> Task statement:
How many lines of the listing below contain the word "FromStr"? Reply with that number alone.

START Exercise data

//! Zone queuing: turns per-frame vehicle sightings into a debounced
//! "current vehicle" decision.
//!
//! Two states. IDLE moves to COUNTING as soon as the primary zone holds a
//! vehicle, latching its first label. COUNTING returns to IDLE once
//! `interval` has elapsed since the countdown started, and the decision is
//! then re-read from the secondary zone (or becomes "none"). In every other
//! case the decision is left alone. Entry is checked before expiry in the
//! same call.

use std::collections::BTreeMap;
use std::fmt;
use std::str::FromStr;
use std::time::{Duration, Instant};

use tracing::{debug, info};

use crate::assignment::CollectedVehicles;
use crate::error::Error;
use crate::zones::ZoneId;

pub const NONE_LABEL: &str = "none";

#[derive(Debug, Clone, Default, PartialEq, Eq)]
pub struct QueuingState {
    refreshing: bool,
    countdown_start: Option<Instant>,
    current_vehicle: Option<String>,
}

/// What one queue step reports for display and output.
#[derive(Debug, Clone, PartialEq)]
pub struct QueueReport {
    pub current_vehicle: Option<String>,
    /// Seconds since the countdown started, 0.0 when idle. Two decimals.
    pub remaining_time: f64,
}

impl QueueReport {
    pub fn vehicle_label(&self) -> &str {
        self.current_vehicle.as_deref().unwrap_or(NONE_LABEL)
    }

    pub fn remaining_text(&self) -> String {
        format!("{:.2}", self.remaining_time)
    }
}

impl QueuingState {
    pub fn new() -> Self {
        Self::default()
    }

    pub fn is_counting(&self) -> bool {
        self.refreshing
    }

    pub fn countdown_start(&self) -> Option<Instant> {
        self.countdown_start
    }

    pub fn current_vehicle(&self) -> Option<&str> {
        self.current_vehicle.as_deref()
    }

    /// Step against the whole frame: slot 0 is primary, slot 1 (when more
    /// than one zone is tracked) is read on expiry.
    pub fn step(&mut self, collected: &CollectedVehicles, now: Instant, interval: Duration) -> QueueReport {
        let secondary = if collected.len() > 1 { collected.slot(1) } else { None };
        self.step_slots(collected.slot(0).unwrap_or(&[]), secondary, now, interval)
    }

    pub fn step_slots(
        &mut self,
        primary: &[String],
        secondary: Option<&[String]>,
        now: Instant,
        interval: Duration,
    ) -> QueueReport {
        if !self.refreshing && !primary.is_empty() {
            self.refreshing = true;
            self.countdown_start = Some(now);
            self.current_vehicle = primary.first().cloned();
            debug!("Countdown started for {}", self.label());
        }

        if self.refreshing {
            if let Some(start) = self.countdown_start {
                if now.saturating_duration_since(start) >= interval {
                    self.refreshing = false;
                    self.countdown_start = None;
                    self.current_vehicle = secondary.and_then(|s| s.first()).cloned();
                    info!("Countdown complete, queued vehicle now {}", self.label());
                }
            }
        }

        let remaining_time = self
            .countdown_start
            .map(|start| round2(now.saturating_duration_since(start).as_secs_f64()))
            .unwrap_or(0.0);

        QueueReport {
            current_vehicle: self.current_vehicle.clone(),
            remaining_time,
        }
    }

    fn label(&self) -> &str {
        self.current_vehicle.as_deref().unwrap_or(NONE_LABEL)
    }
}

fn round2(v: f64) -> f64 {
    (v * 100.0).round() / 100.0
}

#[derive(Debug, Clone, Copy, PartialEq, Eq)]
pub enum QueueMode {
    /// One debounce timer for the whole set, driven by zones 0 and 1.
    Coupled,
    /// An independent debounce timer per zone.
    PerZone,
}

impl QueueMode {
    pub const VALUES: &'static [&'static str] = &["coupled", "per_zone"];
}

impl FromStr for QueueMode {
    type Err = Error;

    fn from_str(s: &str) -> Result<Self, Self::Err> {
        match s.trim().to_lowercase().as_str() {
            "coupled" => Ok(QueueMode::Coupled),
            "per_zone" => Ok(QueueMode::PerZone),
            other => Err(Error::InvalidInput {
                field: "queue_mode",
                expected: Self::VALUES,
                found: other.to_string(),
            }),
        }
    }
}

impl fmt::Display for QueueMode {
    fn fmt(&self, f: &mut fmt::Formatter<'_>) -> fmt::Result {
        f.write_str(match self {
            QueueMode::Coupled => "coupled",
            QueueMode::PerZone => "per_zone",
        })
    }
}

/// Result of stepping the queue for one frame.
#[derive(Debug, Clone, PartialEq)]
pub struct QueueStep {
    /// Decision that drives the outputs.
    pub primary: QueueReport,
    /// Decision per zone id. In coupled mode this is the primary decision
    /// attributed to the first zone.
    pub zones: Vec<(ZoneId, QueueReport)>,
}

/// The queue owned by the run loop, in either mode.
#[derive(Debug, Clone)]
pub enum ZoneQueue {
    Coupled(QueuingState),
    PerZone(BTreeMap<ZoneId, QueuingState>),
}

impl ZoneQueue {
    pub fn new(mode: QueueMode) -> Self {
        match mode {
            QueueMode::Coupled => ZoneQueue::Coupled(QueuingState::new()),
            QueueMode::PerZone => ZoneQueue::PerZone(BTreeMap::new()),
        }
    }

    pub fn step(&mut self, collected: &CollectedVehicles, now: Instant, interval: Duration) -> QueueStep {
        match self {
            ZoneQueue::Coupled(state) => {
                let primary = state.step(collected, now, interval);
                let zones = collected
                    .zone_id(0)
                    .map(|id| vec![(id, primary.clone())])
                    .unwrap_or_default();
                QueueStep { primary, zones }
            }
            ZoneQueue::PerZone(states) => {
                let zones: Vec<(ZoneId, QueueReport)> = collected
                    .iter()
                    .map(|(id, slot)| {
                        let state = states.entry(id).or_default();
                        (id, state.step_slots(slot, None, now, interval))
                    })
                    .collect();
                let primary = zones.first().map(|(_, r)| r.clone()).unwrap_or(QueueReport {
                    current_vehicle: None,
                    remaining_time: 0.0,
                });
                QueueStep { primary, zones }
            }
        }
    }
}

#[cfg(test)]
mod tests {
    use super::*;
    use crate::assignment::assign;
    use crate::detection::{ClassList, Detection, VehicleClasses};
    use crate::zones::{Point, Zone, ZoneSet};

    const INTERVAL: Duration = Duration::from_secs(5);

    fn lists(slots: &[&[&str]]) -> Vec<Vec<String>> {
        slots
            .iter()
            .map(|s| s.iter().map(|l| l.to_string()).collect())
            .collect()
    }

    fn step(state: &mut QueuingState, slots: &[&[&str]], now: Instant) -> QueueReport {
        let l = lists(slots);
        let secondary = if l.len() > 1 { Some(l[1].as_slice()) } else { None };
        let primary = l.first().map(|v| v.as_slice()).unwrap_or(&[]);
        state.step_slots(primary, secondary, now, INTERVAL)
    }

    #[test]
    fn test_idle_to_counting_latches_first_label() {
        let t0 = Instant::now();
        let mut state = QueuingState::new();
        let r = step(&mut state, &[&["car", "motorbike"], &[]], t0);
        assert!(state.is_counting());
        assert_eq!(state.countdown_start(), Some(t0));
        assert_eq!(r.vehicle_label(), "car");
        assert_eq!(r.remaining_text(), "0.00");
    }

    #[test]
    fn test_counting_ignores_new_detections_until_expiry() {
        let t0 = Instant::now();
        let mut state = QueuingState::new();
        step(&mut state, &[&["car"], &[]], t0);

        let r = step(&mut state, &[&["motorbike"], &["motorbike"]], t0 + Duration::from_millis(1500));
        assert_eq!(r.vehicle_label(), "car");
        assert_eq!(r.remaining_text(), "1.50");

        let r = step(&mut state, &[&[], &[]], t0 + Duration::from_millis(4999));
        assert_eq!(r.vehicle_label(), "car");
        assert!(state.is_counting());
    }

    #[test]
    fn test_expiry_reads_second_zone() {
        let t0 = Instant::now();
        let mut state = QueuingState::new();
        step(&mut state, &[&["car"], &["motorbike"]], t0);
        let r = step(&mut state, &[&["car"], &["motorbike"]], t0 + INTERVAL);
        assert!(!state.is_counting());
        assert_eq!(state.countdown_start(), None);
        assert_eq!(r.current_vehicle.as_deref(), Some("motorbike"));
        assert_eq!(r.remaining_time, 0.0);
    }

    #[test]
    fn test_expiry_with_single_zone_is_none() {
        let t0 = Instant::now();
        let mut state = QueuingState::new();
        step(&mut state, &[&["car"]], t0);
        let r = step(&mut state, &[&["car"]], t0 + Duration::from_secs(6));
        assert_eq!(r.current_vehicle, None);
        assert_eq!(r.vehicle_label(), NONE_LABEL);
    }

    #[test]
    fn test_expiry_with_empty_second_zone_is_none() {
        let t0 = Instant::now();
        let mut state = QueuingState::new();
        step(&mut state, &[&["motorbike"], &[]], t0);
        let r = step(&mut state, &[&[], &[]], t0 + INTERVAL);
        assert_eq!(r.current_vehicle, None);
    }

    #[test]
    fn test_idle_decision_is_sticky() {
        let t0 = Instant::now();
        let mut state = QueuingState::new();
        step(&mut state, &[&["car"], &["motorbike"]], t0);
        step(&mut state, &[&[], &["motorbike"]], t0 + INTERVAL);
        // idle now, with "motorbike" latched; empty frames keep it
        for i in 1..5 {
            let r = step(&mut state, &[&[], &[]], t0 + INTERVAL + Duration::from_secs(i));
            assert_eq!(r.vehicle_label(), "motorbike");
            assert!(!state.is_counting());
        }
    }

    #[test]
    fn test_reentry_after_expiry() {
        let t0 = Instant::now();
        let mut state = QueuingState::new();
        step(&mut state, &[&["car"], &[]], t0);
        // expiry frame still has a car in zone 0; entry is evaluated first
        // (already counting), then expiry resets
        let r = step(&mut state, &[&["car"], &[]], t0 + INTERVAL);
        assert_eq!(r.current_vehicle, None);
        let t1 = t0 + INTERVAL + Duration::from_millis(100);
        let r = step(&mut state, &[&["motorbike"], &[]], t1);
        assert_eq!(r.vehicle_label(), "motorbike");
        assert_eq!(state.countdown_start(), Some(t1));
    }

    #[test]
    fn test_zero_interval_enters_and_expires_in_one_call() {
        let t0 = Instant::now();
        let mut state = QueuingState::new();
        let l = lists(&[&["car"], &["motorbike"]]);
        let r = state.step_slots(&l[0], Some(&l[1]), t0, Duration::ZERO);
        assert!(!state.is_counting());
        assert_eq!(r.vehicle_label(), "motorbike");
        assert_eq!(r.remaining_time, 0.0);
    }

    #[test]
    fn test_step_from_collected_vehicles() {
        let zone = |id, x0| {
            Zone::new(
                id,
                vec![
                    Point::new(x0, 0),
                    Point::new(x0 + 100, 0),
                    Point::new(x0 + 100, 100),
                    Point::new(x0, 100),
                ],
            )
        };
        let zones = ZoneSet::new(vec![zone(0, 0), zone(1, 200)], 640, 480);
        let classes = ClassList::parse("person\nbicycle\ncar\nmotorbike");
        let dets = [
            Detection::new(40.0, 40.0, 60.0, 60.0, 0.9, 2),
            Detection::new(240.0, 40.0, 260.0, 60.0, 0.9, 3),
        ];
        let collected = assign(&dets, &zones, &classes, &VehicleClasses::default());

        let t0 = Instant::now();
        let mut state = QueuingState::new();
        assert_eq!(state.step(&collected, t0, INTERVAL).vehicle_label(), "car");
        assert_eq!(state.step(&collected, t0 + INTERVAL, INTERVAL).vehicle_label(), "motorbike");
    }

    #[test]
    fn test_per_zone_mode_debounces_independently() {
        let zones = ZoneSet::new(
            vec![
                Zone::new(0, vec![Point::new(0, 0), Point::new(100, 0), Point::new(100, 100)]),
                Zone::new(4, vec![Point::new(200, 0), Point::new(300, 0), Point::new(300, 100)]),
            ],
            640,
            480,
        );
        let classes = ClassList::parse("person\nbicycle\ncar\nmotorbike");
        let vehicles = VehicleClasses::default();
        let in_zone_4 = [Detection::new(270.0, 10.0, 290.0, 30.0, 0.9, 3)];

        let t0 = Instant::now();
        let mut queue = ZoneQueue::new(QueueMode::PerZone);
        let s = queue.step(&assign(&in_zone_4, &zones, &classes, &vehicles), t0, INTERVAL);
        assert_eq!(s.zones.len(), 2);
        assert_eq!(s.primary.current_vehicle, None);
        assert_eq!(s.zones[1].0, 4);
        assert_eq!(s.zones[1].1.vehicle_label(), "motorbike");

        let s = queue.step(&assign(&[], &zones, &classes, &vehicles), t0 + INTERVAL, INTERVAL);
        assert_eq!(s.zones[1].1.current_vehicle, None);
    }

    #[test]
    fn test_queue_mode_parse() {
        assert_eq!("Coupled".parse::<QueueMode>().unwrap(), QueueMode::Coupled);
        assert_eq!("per_zone".parse::<QueueMode>().unwrap(), QueueMode::PerZone);
        match "fifo".parse::<QueueMode>() {
            Err(Error::InvalidInput { field, found, .. }) => {
                assert_eq!(field, "queue_mode");
                assert_eq!(found, "fifo");
            }
            other => panic!("unexpected {:?}", other),
        }
    }
}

END Exercise data

> Solved exercise:
2